-------- Material supplied --------
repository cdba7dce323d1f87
use std::sync::Arc;

use axum::{
    extract::{Path, State},
    http::StatusCode,
    response::IntoResponse,
    Extension, Json,
};
use chrono::{DateTime, Utc};
use serde::{Deserialize, Serialize};
use uuid::Uuid;
use validator::Validate;

use crate::delivery::http::v1::middleware::AuthenticatedUser;
use crate::domain::category::Category;
use crate::domain::rating::Rating;
use crate::usecase::error::UsecaseError;
use crate::AppState;

#[derive(Deserialize, Validate)]
pub struct SubmitRatingRequest {
    #[validate(range(min = 1, max = 5))]
    pub score: i16,
    #[serde(default)]
    pub categories: Vec<String>,
    #[validate(length(max = 2000))]
    pub comment: Option<String>,
}

#[derive(Serialize)]
pub struct RatingResponse {
    pub id: Uuid,
    pub spot_id: String,
    pub user_id: String,
    pub score: i16,
    pub categories: Vec<Category>,
    #[serde(skip_serializing_if = "Option::is_none")]
    pub comment: Option<String>,
    pub created_at: DateTime<Utc>,
    pub updated_at: DateTime<Utc>,
}

impl From<Rating> for RatingResponse {
    fn from(r: Rating) -> Self {
        Self {
            id: r.id,
            spot_id: r.spot_id,
            user_id: r.user_id,
            score: r.score,
            categories: r.categories,
            comment: r.comment,
            created_at: r.created_at,
            updated_at: r.updated_at,
        }
    }
}

#[derive(Serialize)]
pub struct UserRatingResponse {
    pub rating: Option<RatingResponse>,
}

#[derive(Serialize)]
pub struct SpotAggregateResponse {
    pub spot_id: String,
    pub average_rating: f64,
    pub review_count: i64,
}

#[tracing::instrument(skip(state, payload), fields(user_id = %user.user_id, spot_id = %spot_id))]
pub async fn submit_rating(
    State(state): State<Arc<AppState>>,
    Extension(user): Extension<AuthenticatedUser>,
    Path(spot_id): Path<String>,
    Json(payload): Json<SubmitRatingRequest>,
) -> Result<impl IntoResponse, UsecaseError> {
    tracing::debug!("handling submit rating request");

    if let Err(validation_errors) = payload.validate() {
        tracing::warn!(user_id = %user.user_id, ?validation_errors, "validation failed");
        return Err(UsecaseError::InvalidRequest(validation_errors.to_string()));
    }

    let rating = state
        .ratings_usecase
        .submit_rating(
            &spot_id,
            &user.user_id,
            payload.score,
            payload.categories.as_slice(),
            payload.comment,
        )
        .await?;

    tracing::debug!(rating_id = %rating.id, "rating submitted successfully");
    Ok((StatusCode::OK, Json(RatingResponse::from(rating))))
}

#[tracing::instrument(skip(state), fields(spot_id = %spot_id))]
pub async fn list_spot_ratings(
    State(state): State<Arc<AppState>>,
    Path(spot_id): Path<String>,
) -> Result<impl IntoResponse, UsecaseError> {
    tracing::debug!("handling list spot ratings request");

    let ratings = state.ratings_usecase.list_ratings(&spot_id).await?;
    let response: Vec<RatingResponse> = ratings.into_iter().map(RatingResponse::from).collect();

    tracing::debug!(count = response.len(), "spot ratings listed");
    Ok((StatusCode::OK, Json(response)))
}

#[tracing::instrument(skip(state), fields(user_id = %user.user_id, spot_id = %spot_id))]
pub async fn get_user_rating(
    State(state): State<Arc<AppState>>,
    Extension(user): Extension<AuthenticatedUser>,
    Path(spot_id): Path<String>,
) -> Result<impl IntoResponse, UsecaseError> {
    tracing::debug!("handling get user rating request");

    let rating = state
        .ratings_usecase
        .get_user_rating(&spot_id, &user.user_id)
        .await?;

    Ok((
        StatusCode::OK,
        Json(UserRatingResponse {
            rating: rating.map(RatingResponse::from),
        }),
    ))
}

#[tracing::instrument(skip(state), fields(spot_id = %spot_id))]
pub async fn get_spot_aggregate(
    State(state): State<Arc<AppState>>,
    Path(spot_id): Path<String>,
) -> Result<impl IntoResponse, UsecaseError> {
    tracing::debug!("handling get spot aggregate request");

    let aggregate = state.ratings_usecase.get_spot_aggregate(&spot_id).await?;

    tracing::debug!(
        average_rating = aggregate.average_rating,
        review_count = aggregate.review_count,
        "spot aggregate retrieved"
    );
    Ok((
        StatusCode::OK,
        Json(SpotAggregateResponse {
            spot_id: aggregate.spot_id,
            average_rating: aggregate.average_rating,
            review_count: aggregate.review_count,
        }),
    ))
}

#[tracing::instrument]
pub async fn list_categories() -> Json<Vec<Category>> {
    Json(Category::ALL.to_vec())
}

#[cfg(test)]
mod tests {
    use super::*;

    fn request(score: i16, categories: &[&str], comment: Option<&str>) -> SubmitRatingRequest {
        SubmitRatingRequest {
            score,
            categories: categories.iter().map(|c| c.to_string()).collect(),
            comment: comment.map(str::to_string),
        }
    }

    #[test]
    fn test_submit_rating_request_validation_valid() {
        let req = request(4, &["wifi_available"], Some("quiet corner tables"));
        assert!(req.validate().is_ok());
    }

    #[test]
    fn test_submit_rating_request_validation_score_out_of_range() {
        assert!(request(0, &[], None).validate().is_err());
        assert!(request(6, &[], None).validate().is_err());
    }

    #[test]
    fn test_submit_rating_request_validation_comment_too_long() {
        let long = "a".repeat(2001);
        assert!(request(3, &[], Some(&long)).validate().is_err());
    }

    #[test]
    fn test_submit_rating_request_accepts_repeated_categories() {
        let repeated = ["quiet_atmosphere"; 12];
        assert!(request(4, &repeated, None).validate().is_ok());
    }

    #[test]
    fn test_submit_rating_request_defaults_categories() {
        let req: SubmitRatingRequest = serde_json::from_str(r#"{"score": 5}"#).unwrap();
        assert!(req.categories.is_empty());
        assert!(req.comment.is_none());
    }

    #[test]
    fn test_rating_response_from_domain() {
        let rating = Rating::new(
            "cafe".to_string(),
            "alice".to_string(),
            5,
            &["single_seating"],
            None,
        )
        .unwrap();
        let id = rating.id;

        let json = serde_json::to_value(RatingResponse::from(rating)).unwrap();

        assert_eq!(json["id"], id.to_string());
        assert_eq!(json["categories"][0], "single_seating");
        assert!(json.get("comment").is_none());
    }
}
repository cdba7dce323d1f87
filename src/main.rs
mod config;
mod delivery;
mod domain;
mod repository;
mod telemetry;
mod usecase;

use std::sync::Arc;

use anyhow::Context;
use axum::{
    extract::State,
    middleware,
    routing::get,
    Router,
};
use metrics_exporter_prometheus::{PrometheusBuilder, PrometheusHandle};
use tokio::sync::{mpsc, watch};
use tower_http::trace::TraceLayer;
use tracing_subscriber::EnvFilter;

use crate::delivery::http::v1::middleware::auth_middleware;
use crate::delivery::http::v1::ratings::{
    get_spot_aggregate, get_user_rating, list_categories, list_spot_ratings, submit_rating,
};
use crate::repository::postgres::{create_pool, PostgresRatingRepository, PostgresSpotRepository};
use crate::usecase::jwt::JwtService;
use crate::usecase::ratings::RatingsUseCase;
use crate::usecase::reconcile::ReconcileWorker;

const SYNC_FAILURE_QUEUE: usize = 1024;

pub type SpotRatingsUseCase = RatingsUseCase<PostgresRatingRepository, PostgresSpotRepository>;

pub struct AppState {
    pub ratings_usecase: Arc<SpotRatingsUseCase>,
    pub jwt_service: JwtService,
    pub metrics_handle: PrometheusHandle,
}

#[tokio::main]
async fn main() -> anyhow::Result<()> {
    let config = config::AppConfig::from_env().context("failed to load configuration")?;

    let env_filter = EnvFilter::try_from_default_env()
        .unwrap_or_else(|_| EnvFilter::new("info"));

    let tracer_provider = if config.telemetry_enabled {
        let telemetry_config = telemetry::TelemetryConfig::from(&config);
        let provider = telemetry::init_telemetry_with_subscriber(&telemetry_config, env_filter)
            .map_err(|e| anyhow::anyhow!("failed to initialize telemetry: {e}"))?;
        Some(provider)
    } else {
        telemetry::init_subscriber_without_telemetry(env_filter);
        None
    };

    tracing::info!("starting the spot ratings service");

    let metrics_handle = PrometheusBuilder::new()
        .install_recorder()
        .context("failed to install Prometheus recorder")?;
    metrics_process::Collector::default().describe();
    tracing::info!("prometheus metrics initialized");

    let pool = create_pool(&config.database_url, config.database_max_connections)
        .await
        .context("failed to create database pool")?;
    tracing::info!("database pool created");

    sqlx::migrate!().run(&pool).await?;
    tracing::info!("database migrations applied");

    let (sync_failures_tx, sync_failures_rx) = mpsc::channel(SYNC_FAILURE_QUEUE);
    let ratings_usecase = Arc::new(
        RatingsUseCase::new(
            PostgresRatingRepository::new(pool.clone()),
            PostgresSpotRepository::new(pool),
        )
        .with_aggregate_timeout(config.aggregate_timeout())
        .with_sync_failures(sync_failures_tx),
    );

    let (shutdown_tx, shutdown_rx) = watch::channel(false);
    let worker = ReconcileWorker::new(
        Arc::clone(&ratings_usecase),
        sync_failures_rx,
        config.reconcile_interval(),
        shutdown_rx,
    );
    let worker_handle = tokio::spawn(worker.run());

    let shared_state = Arc::new(AppState {
        ratings_usecase,
        jwt_service: JwtService::new(config.jwt_secret.clone()),
        metrics_handle,
    });

    // All rating routes require authentication
    let ratings_api = Router::new()
        .route(
            "/api/v1/spots/{spot_id}/rating",
            get(get_user_rating).put(submit_rating),
        )
        .route("/api/v1/spots/{spot_id}/ratings", get(list_spot_ratings))
        .route("/api/v1/spots/{spot_id}/aggregate", get(get_spot_aggregate))
        .route("/api/v1/categories", get(list_categories))
        .layer(middleware::from_fn_with_state(
            shared_state.clone(),
            auth_middleware,
        ));

    let router = Router::new()
        .route("/healthz", get(healthz))
        .route("/metrics", get(metrics))
        .merge(ratings_api)
        .layer(TraceLayer::new_for_http())
        .with_state(shared_state);

    let listener = tokio::net::TcpListener::bind(&config.listen_addr).await?;
    tracing::info!(listen_addr = %config.listen_addr, "spot ratings service running");
    axum::serve(listener, router)
        .with_graceful_shutdown(shutdown_signal())
        .await?;

    let _ = shutdown_tx.send(true);
    if let Err(e) = worker_handle.await {
        tracing::error!(error = %e, "reconcile worker panicked");
    }

    if let Some(provider) = tracer_provider {
        telemetry::shutdown_telemetry(provider);
    }

    Ok(())
}

async fn shutdown_signal() {
    if let Err(e) = tokio::signal::ctrl_c().await {
        tracing::error!(error = %e, "failed to listen for shutdown signal");
        std::future::pending::<()>().await;
    }
    tracing::info!("shutdown signal received");
}

async fn metrics(State(state): State<Arc<AppState>>) -> String {
    metrics_process::Collector::default().collect();
    state.metrics_handle.render()
}

#[tracing::instrument]
async fn healthz() -> &'static str {
    "OK"
}
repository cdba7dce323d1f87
pub mod http;
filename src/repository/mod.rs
pub mod errors;
#[cfg(test)]
pub mod memory;
pub mod postgres;
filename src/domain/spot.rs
use serde::{Deserialize, Serialize};

use crate::domain::rating::Rating;

/// Derived statistics over a set of ratings.
#[derive(Debug, Clone, Copy, PartialEq, Default, Serialize, Deserialize)]
pub struct SpotStatistics {
    pub average_rating: f64,
    pub review_count: i64,
}

impl SpotStatistics {
    /// Exact arithmetic mean of the scores, no rounding. An empty slice yields
    /// zero for both values.
    pub fn compute(ratings: &[Rating]) -> Self {
        Self::from_scores(ratings.iter().map(|r| r.score))
    }

    /// Same as [`SpotStatistics::compute`] over bare scores.
    pub fn from_scores(scores: impl IntoIterator<Item = i16>) -> Self {
        let (sum, count) = scores
            .into_iter()
            .fold((0i64, 0i64), |(sum, count), score| (sum + i64::from(score), count + 1));

        if count == 0 {
            return Self::default();
        }

        Self {
            average_rating: sum as f64 / count as f64,
            review_count: count,
        }
    }
}

/// Materialized statistics stored alongside a spot.
#[derive(Debug, Clone, PartialEq, Serialize, Deserialize, sqlx::FromRow)]
pub struct SpotAggregate {
    pub spot_id: String,
    pub average_rating: f64,
    pub review_count: i64,
}

impl SpotAggregate {
    pub fn new(spot_id: String, stats: SpotStatistics) -> Self {
        Self {
            spot_id,
            average_rating: stats.average_rating,
            review_count: stats.review_count,
        }
    }

    pub fn statistics(&self) -> SpotStatistics {
        SpotStatistics {
            average_rating: self.average_rating,
            review_count: self.review_count,
        }
    }
}
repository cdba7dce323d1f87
pub mod middleware;
pub mod ratings;
use std::sync::Arc;

use axum::{
    extract::{Request, State},
    http::StatusCode,
    middleware::Next,
    response::Response,
};

use crate::{usecase::jwt::TokenType, AppState};

#[derive(Clone, Debug)]
pub struct AuthenticatedUser {
    pub user_id: String,
}

pub async fn auth_middleware(
    State(state): State<Arc<AppState>>,
    mut request: Request,
    next: Next,
) -> Result<Response, (StatusCode, String)> {
    let token = request
        .headers()
        .get("Authorization")
        .and_then(|h| h.to_str().ok())
        .and_then(|header| header.strip_prefix("Bearer "));

    let Some(token) = token else {
        tracing::warn!("missing or invalid authorization header");
        return Err((
            StatusCode::UNAUTHORIZED,
            "Missing or invalid Authorization header".to_string(),
        ));
    };

    let claims = match state.jwt_service.validate_token(token) {
        Ok(claims) => claims,
        Err(e) => {
            tracing::warn!(?e, "invalid token");
            return Err((StatusCode::UNAUTHORIZED, format!("Invalid token: {}", e)));
        }
    };

    // Refresh tokens must not authorize API calls
    if claims.token_type != TokenType::Access {
        tracing::warn!("attempted to use non-access token for authentication");
        return Err((
            StatusCode::UNAUTHORIZED,
            "Invalid token type".to_string(),
        ));
    }

    if claims.sub.is_empty() {
        tracing::warn!("token has empty subject");
        return Err((StatusCode::UNAUTHORIZED, "Invalid user ID in token".to_string()));
    }

    let authenticated_user = AuthenticatedUser { user_id: claims.sub };

    tracing::debug!(?authenticated_user, "user authenticated successfully");
    request.extensions_mut().insert(authenticated_user);

    Ok(next.run(request).await)
}
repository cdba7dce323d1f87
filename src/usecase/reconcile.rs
use std::sync::Arc;
use std::time::Duration;

use tokio::sync::{mpsc, watch};
use tokio::time::MissedTickBehavior;

use crate::usecase::contracts::{RatingRepository, SpotRepository};
use crate::usecase::error::AggregateSyncError;
use crate::usecase::ratings::RatingsUseCase;

/// Background task that repairs spot aggregates left stale by failed or
/// abandoned refreshes.
///
/// Spots reported on the failure channel are recomputed right away; every
/// spot is recomputed on each sweep tick, the first one at start-up.
pub struct ReconcileWorker<Ra, S>
where
    Ra: RatingRepository,
    S: SpotRepository,
{
    usecase: Arc<RatingsUseCase<Ra, S>>,
    failures: mpsc::Receiver<AggregateSyncError>,
    sweep_interval: Duration,
    shutdown: watch::Receiver<bool>,
}

impl<Ra, S> ReconcileWorker<Ra, S>
where
    Ra: RatingRepository,
    S: SpotRepository,
{
    pub fn new(
        usecase: Arc<RatingsUseCase<Ra, S>>,
        failures: mpsc::Receiver<AggregateSyncError>,
        sweep_interval: Duration,
        shutdown: watch::Receiver<bool>,
    ) -> Self {
        Self {
            usecase,
            failures,
            sweep_interval,
            shutdown,
        }
    }

    pub async fn run(mut self) {
        tracing::info!(sweep_interval_secs = self.sweep_interval.as_secs(), "reconcile worker started");

        let mut ticker = tokio::time::interval(self.sweep_interval);
        ticker.set_missed_tick_behavior(MissedTickBehavior::Delay);
        let mut failures_open = true;

        loop {
            tokio::select! {
                changed = self.shutdown.changed() => {
                    if changed.is_err() || *self.shutdown.borrow() {
                        break;
                    }
                }
                failure = self.failures.recv(), if failures_open => {
                    match failure {
                        Some(failure) => self.repair(failure).await,
                        None => {
                            tracing::debug!("aggregate failure channel closed");
                            failures_open = false;
                        }
                    }
                }
                _ = ticker.tick() => self.sweep().await,
            }
        }

        tracing::info!("reconcile worker stopped");
    }

    async fn repair(&self, failure: AggregateSyncError) {
        let spot_id = failure.spot_id();
        tracing::debug!(spot_id = %spot_id, cause = %failure, "repairing stale spot aggregate");

        match self.usecase.recompute_aggregate(spot_id).await {
            Ok(stats) => {
                tracing::info!(
                    spot_id = %spot_id,
                    average_rating = stats.average_rating,
                    review_count = stats.review_count,
                    "spot aggregate repaired"
                );
            }
            Err(e) => {
                tracing::error!(error = %e, spot_id = %spot_id, "repair failed, leaving spot for next sweep");
            }
        }
    }

    async fn sweep(&self) {
        if let Err(e) = self.usecase.reconcile_all().await {
            tracing::error!(error = %e, "reconciliation sweep failed");
        }
    }
}

#[cfg(test)]
mod tests {
    use super::*;
    use crate::domain::rating::Rating;
    use crate::repository::memory::{InMemoryRatingRepository, InMemorySpotRepository};

    type Usecase = RatingsUseCase<InMemoryRatingRepository, InMemorySpotRepository>;

    fn setup(spots: &[&str]) -> (Arc<Usecase>, mpsc::Receiver<AggregateSyncError>) {
        let (tx, rx) = mpsc::channel(16);
        let usecase = RatingsUseCase::new(
            InMemoryRatingRepository::new(),
            InMemorySpotRepository::with_spots(spots),
        )
        .with_sync_failures(tx);
        (Arc::new(usecase), rx)
    }

    async fn wait_for_review_count(usecase: &Usecase, spot_id: &str, count: i64) {
        for _ in 0..100 {
            let aggregate = usecase.get_spot_aggregate(spot_id).await.unwrap();
            if aggregate.review_count == count {
                return;
            }
            tokio::time::sleep(Duration::from_millis(10)).await;
        }
        panic!("aggregate for {spot_id} never reached {count} reviews");
    }

    async fn wait_for_aggregate_updates(usecase: &Usecase, count: usize) {
        for _ in 0..100 {
            if usecase.spot_repository().aggregate_updates() >= count {
                return;
            }
            tokio::time::sleep(Duration::from_millis(10)).await;
        }
        panic!("aggregate was never written {count} times");
    }

    #[tokio::test]
    async fn test_worker_repairs_reported_spot() {
        let (usecase, rx) = setup(&["cafe"]);
        let (shutdown_tx, shutdown_rx) = watch::channel(false);

        let worker = ReconcileWorker::new(
            Arc::clone(&usecase),
            rx,
            Duration::from_secs(3600),
            shutdown_rx,
        );
        let handle = tokio::spawn(worker.run());

        // Start-up sweep; the next one is an hour away.
        wait_for_aggregate_updates(&usecase, 1).await;

        usecase.spot_repository().fail_aggregate_updates(true);
        usecase
            .submit_rating("cafe", "alice", 5, &["wifi_available"], None)
            .await
            .unwrap();
        usecase.spot_repository().fail_aggregate_updates(false);
        assert_eq!(usecase.get_spot_aggregate("cafe").await.unwrap().review_count, 0);

        wait_for_review_count(&usecase, "cafe", 1).await;
        let aggregate = usecase.get_spot_aggregate("cafe").await.unwrap();
        assert_eq!(aggregate.average_rating, 5.0);
        assert_eq!(usecase.spot_repository().aggregate_updates(), 2);

        shutdown_tx.send(true).unwrap();
        handle.await.unwrap();
    }

    #[tokio::test]
    async fn test_sweep_fixes_unreported_drift() {
        let (usecase, rx) = setup(&["library", "park"]);
        let (shutdown_tx, shutdown_rx) = watch::channel(false);

        for (spot, user, score) in [("library", "a", 2), ("library", "b", 4), ("park", "a", 1)] {
            usecase.rating_repository().insert_raw(
                Rating::new(spot.to_string(), user.to_string(), score, &[] as &[&str], None).unwrap(),
            );
        }

        let worker = ReconcileWorker::new(
            Arc::clone(&usecase),
            rx,
            Duration::from_millis(20),
            shutdown_rx,
        );
        let handle = tokio::spawn(worker.run());

        wait_for_review_count(&usecase, "library", 2).await;
        wait_for_review_count(&usecase, "park", 1).await;
        assert_eq!(usecase.get_spot_aggregate("library").await.unwrap().average_rating, 3.0);

        shutdown_tx.send(true).unwrap();
        handle.await.unwrap();
    }

    #[tokio::test]
    async fn test_worker_stops_when_shutdown_sender_dropped() {
        let (usecase, rx) = setup(&[]);
        let (shutdown_tx, shutdown_rx) = watch::channel(false);

        let worker = ReconcileWorker::new(usecase, rx, Duration::from_secs(3600), shutdown_rx);
        let handle = tokio::spawn(worker.run());

        drop(shutdown_tx);
        tokio::time::timeout(Duration::from_secs(1), handle)
            .await
            .expect("worker did not stop")
            .unwrap();
    }
}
--------
Restate the material word for word, but only from its first line through the line containing "use validator::Validate;".

# Written solution:
repository cdba7dce323d1f87
use std::sync::Arc;

use axum::{
    extract::{Path, State},
    http::StatusCode,
    response::IntoResponse,
    Extension, Json,
};
use chrono::{DateTime, Utc};
use serde::{Deserialize, Serialize};
use uuid::Uuid;
use validator::Validate;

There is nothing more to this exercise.